**Work task**
Work out how many lines in the records include the word "handshake", then answer with nothing but that number.

◆ ◆ ◆ ◆

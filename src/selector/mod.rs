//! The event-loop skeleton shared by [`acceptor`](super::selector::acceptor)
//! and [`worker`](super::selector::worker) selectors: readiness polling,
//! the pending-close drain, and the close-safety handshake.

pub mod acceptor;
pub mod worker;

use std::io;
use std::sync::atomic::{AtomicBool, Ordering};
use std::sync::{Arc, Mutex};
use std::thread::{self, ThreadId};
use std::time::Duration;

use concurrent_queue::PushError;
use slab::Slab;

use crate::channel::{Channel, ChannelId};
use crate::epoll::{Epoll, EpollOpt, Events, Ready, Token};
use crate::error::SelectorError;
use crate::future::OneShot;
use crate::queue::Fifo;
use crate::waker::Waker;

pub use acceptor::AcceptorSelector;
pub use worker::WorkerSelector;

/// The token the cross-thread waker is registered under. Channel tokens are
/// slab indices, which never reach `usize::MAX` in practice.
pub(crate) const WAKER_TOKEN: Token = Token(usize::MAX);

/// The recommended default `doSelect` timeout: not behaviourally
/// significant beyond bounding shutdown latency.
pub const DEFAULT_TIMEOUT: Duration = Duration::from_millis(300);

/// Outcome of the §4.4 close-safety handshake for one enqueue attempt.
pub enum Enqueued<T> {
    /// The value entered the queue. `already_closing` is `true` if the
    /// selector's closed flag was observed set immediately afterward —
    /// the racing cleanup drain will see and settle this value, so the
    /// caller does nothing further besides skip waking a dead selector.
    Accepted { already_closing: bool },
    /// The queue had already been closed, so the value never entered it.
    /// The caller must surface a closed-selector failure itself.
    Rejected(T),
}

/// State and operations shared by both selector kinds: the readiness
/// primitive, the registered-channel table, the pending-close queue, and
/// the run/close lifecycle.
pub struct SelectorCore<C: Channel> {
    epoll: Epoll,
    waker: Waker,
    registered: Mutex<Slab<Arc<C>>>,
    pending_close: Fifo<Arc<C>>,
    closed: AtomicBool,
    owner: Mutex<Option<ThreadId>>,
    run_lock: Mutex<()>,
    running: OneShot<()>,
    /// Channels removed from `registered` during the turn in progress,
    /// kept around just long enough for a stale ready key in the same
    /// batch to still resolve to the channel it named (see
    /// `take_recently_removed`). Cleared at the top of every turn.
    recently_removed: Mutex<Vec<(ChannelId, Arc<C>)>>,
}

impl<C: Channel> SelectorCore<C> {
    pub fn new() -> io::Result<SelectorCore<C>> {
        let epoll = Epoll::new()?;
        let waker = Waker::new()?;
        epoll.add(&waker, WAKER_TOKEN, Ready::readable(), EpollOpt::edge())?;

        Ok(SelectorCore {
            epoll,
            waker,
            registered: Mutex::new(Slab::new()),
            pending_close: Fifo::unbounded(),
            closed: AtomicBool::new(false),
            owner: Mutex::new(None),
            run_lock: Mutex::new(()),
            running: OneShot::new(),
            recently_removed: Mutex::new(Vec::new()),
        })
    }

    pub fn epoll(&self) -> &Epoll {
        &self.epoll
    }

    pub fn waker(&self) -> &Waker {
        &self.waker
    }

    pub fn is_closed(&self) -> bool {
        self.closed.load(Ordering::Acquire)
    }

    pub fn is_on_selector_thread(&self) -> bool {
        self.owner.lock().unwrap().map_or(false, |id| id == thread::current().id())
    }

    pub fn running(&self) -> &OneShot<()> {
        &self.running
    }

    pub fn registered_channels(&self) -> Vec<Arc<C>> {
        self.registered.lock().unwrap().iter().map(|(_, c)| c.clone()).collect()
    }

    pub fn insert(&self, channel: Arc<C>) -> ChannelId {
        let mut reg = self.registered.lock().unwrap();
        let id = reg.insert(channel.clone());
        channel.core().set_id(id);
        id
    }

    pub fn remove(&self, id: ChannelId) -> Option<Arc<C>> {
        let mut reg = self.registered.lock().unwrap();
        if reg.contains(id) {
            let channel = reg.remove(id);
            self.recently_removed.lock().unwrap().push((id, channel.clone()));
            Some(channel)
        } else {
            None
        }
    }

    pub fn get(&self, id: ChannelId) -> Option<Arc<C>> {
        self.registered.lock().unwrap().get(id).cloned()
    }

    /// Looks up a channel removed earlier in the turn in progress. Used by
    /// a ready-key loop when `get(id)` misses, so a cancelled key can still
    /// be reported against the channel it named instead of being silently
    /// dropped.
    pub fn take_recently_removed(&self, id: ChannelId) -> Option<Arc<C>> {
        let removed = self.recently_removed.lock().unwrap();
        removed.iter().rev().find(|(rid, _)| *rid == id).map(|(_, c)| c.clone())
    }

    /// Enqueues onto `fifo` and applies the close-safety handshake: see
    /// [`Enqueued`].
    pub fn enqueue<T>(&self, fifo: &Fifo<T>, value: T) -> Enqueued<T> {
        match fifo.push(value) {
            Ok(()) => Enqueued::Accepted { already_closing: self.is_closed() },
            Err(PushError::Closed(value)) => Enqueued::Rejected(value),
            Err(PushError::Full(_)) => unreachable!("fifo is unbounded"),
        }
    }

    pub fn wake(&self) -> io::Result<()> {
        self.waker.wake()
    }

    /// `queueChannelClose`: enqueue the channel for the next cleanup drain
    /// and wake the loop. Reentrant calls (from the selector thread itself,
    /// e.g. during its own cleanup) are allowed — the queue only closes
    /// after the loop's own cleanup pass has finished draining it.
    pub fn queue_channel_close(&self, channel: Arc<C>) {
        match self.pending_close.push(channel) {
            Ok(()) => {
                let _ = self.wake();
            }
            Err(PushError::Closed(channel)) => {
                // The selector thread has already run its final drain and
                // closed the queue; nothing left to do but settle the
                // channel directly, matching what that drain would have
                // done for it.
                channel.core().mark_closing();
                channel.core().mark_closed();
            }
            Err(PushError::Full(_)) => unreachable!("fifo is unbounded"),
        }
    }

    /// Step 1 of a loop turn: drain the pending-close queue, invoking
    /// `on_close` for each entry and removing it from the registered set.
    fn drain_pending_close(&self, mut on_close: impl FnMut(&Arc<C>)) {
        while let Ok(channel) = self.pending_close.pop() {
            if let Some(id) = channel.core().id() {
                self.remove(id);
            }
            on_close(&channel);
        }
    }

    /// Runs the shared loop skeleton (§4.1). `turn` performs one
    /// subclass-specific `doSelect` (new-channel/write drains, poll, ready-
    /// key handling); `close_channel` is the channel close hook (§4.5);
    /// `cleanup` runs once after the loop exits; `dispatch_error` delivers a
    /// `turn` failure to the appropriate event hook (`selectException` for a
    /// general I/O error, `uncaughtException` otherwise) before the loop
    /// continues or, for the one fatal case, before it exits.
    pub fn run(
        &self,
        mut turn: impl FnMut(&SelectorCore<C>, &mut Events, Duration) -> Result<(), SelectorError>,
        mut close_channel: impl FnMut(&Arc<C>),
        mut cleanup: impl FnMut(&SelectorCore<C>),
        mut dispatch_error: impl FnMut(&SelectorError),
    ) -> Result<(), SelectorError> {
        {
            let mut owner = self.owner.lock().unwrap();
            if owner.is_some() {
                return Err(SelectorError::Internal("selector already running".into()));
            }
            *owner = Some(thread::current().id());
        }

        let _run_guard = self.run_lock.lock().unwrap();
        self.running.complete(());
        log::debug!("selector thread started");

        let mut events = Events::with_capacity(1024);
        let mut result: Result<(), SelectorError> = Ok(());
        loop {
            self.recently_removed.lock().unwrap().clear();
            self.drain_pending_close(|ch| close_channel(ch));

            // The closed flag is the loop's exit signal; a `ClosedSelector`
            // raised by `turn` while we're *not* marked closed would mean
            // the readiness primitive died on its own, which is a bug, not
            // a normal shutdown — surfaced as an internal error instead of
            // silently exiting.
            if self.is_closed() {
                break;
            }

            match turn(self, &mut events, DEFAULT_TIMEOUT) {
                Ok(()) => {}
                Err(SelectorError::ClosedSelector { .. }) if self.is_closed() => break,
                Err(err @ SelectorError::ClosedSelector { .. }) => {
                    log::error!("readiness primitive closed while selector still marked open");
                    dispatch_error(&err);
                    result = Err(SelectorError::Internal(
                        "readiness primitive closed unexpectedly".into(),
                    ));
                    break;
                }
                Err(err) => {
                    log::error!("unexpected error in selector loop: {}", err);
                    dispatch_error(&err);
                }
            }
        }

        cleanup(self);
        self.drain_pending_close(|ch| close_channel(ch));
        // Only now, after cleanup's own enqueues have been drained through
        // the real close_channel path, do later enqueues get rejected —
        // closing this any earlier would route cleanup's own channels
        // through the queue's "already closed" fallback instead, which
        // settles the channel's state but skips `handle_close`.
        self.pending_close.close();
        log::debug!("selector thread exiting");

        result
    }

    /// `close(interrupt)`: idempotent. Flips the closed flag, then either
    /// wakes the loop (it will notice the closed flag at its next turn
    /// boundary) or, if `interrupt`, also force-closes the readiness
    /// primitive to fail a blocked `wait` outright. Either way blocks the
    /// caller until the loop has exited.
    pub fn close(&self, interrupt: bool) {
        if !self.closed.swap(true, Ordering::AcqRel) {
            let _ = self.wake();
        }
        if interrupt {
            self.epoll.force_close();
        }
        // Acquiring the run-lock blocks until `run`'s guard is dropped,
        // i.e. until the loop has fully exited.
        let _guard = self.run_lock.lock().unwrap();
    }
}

◆ ◆ ◆ ◆

**Solution to this task**
3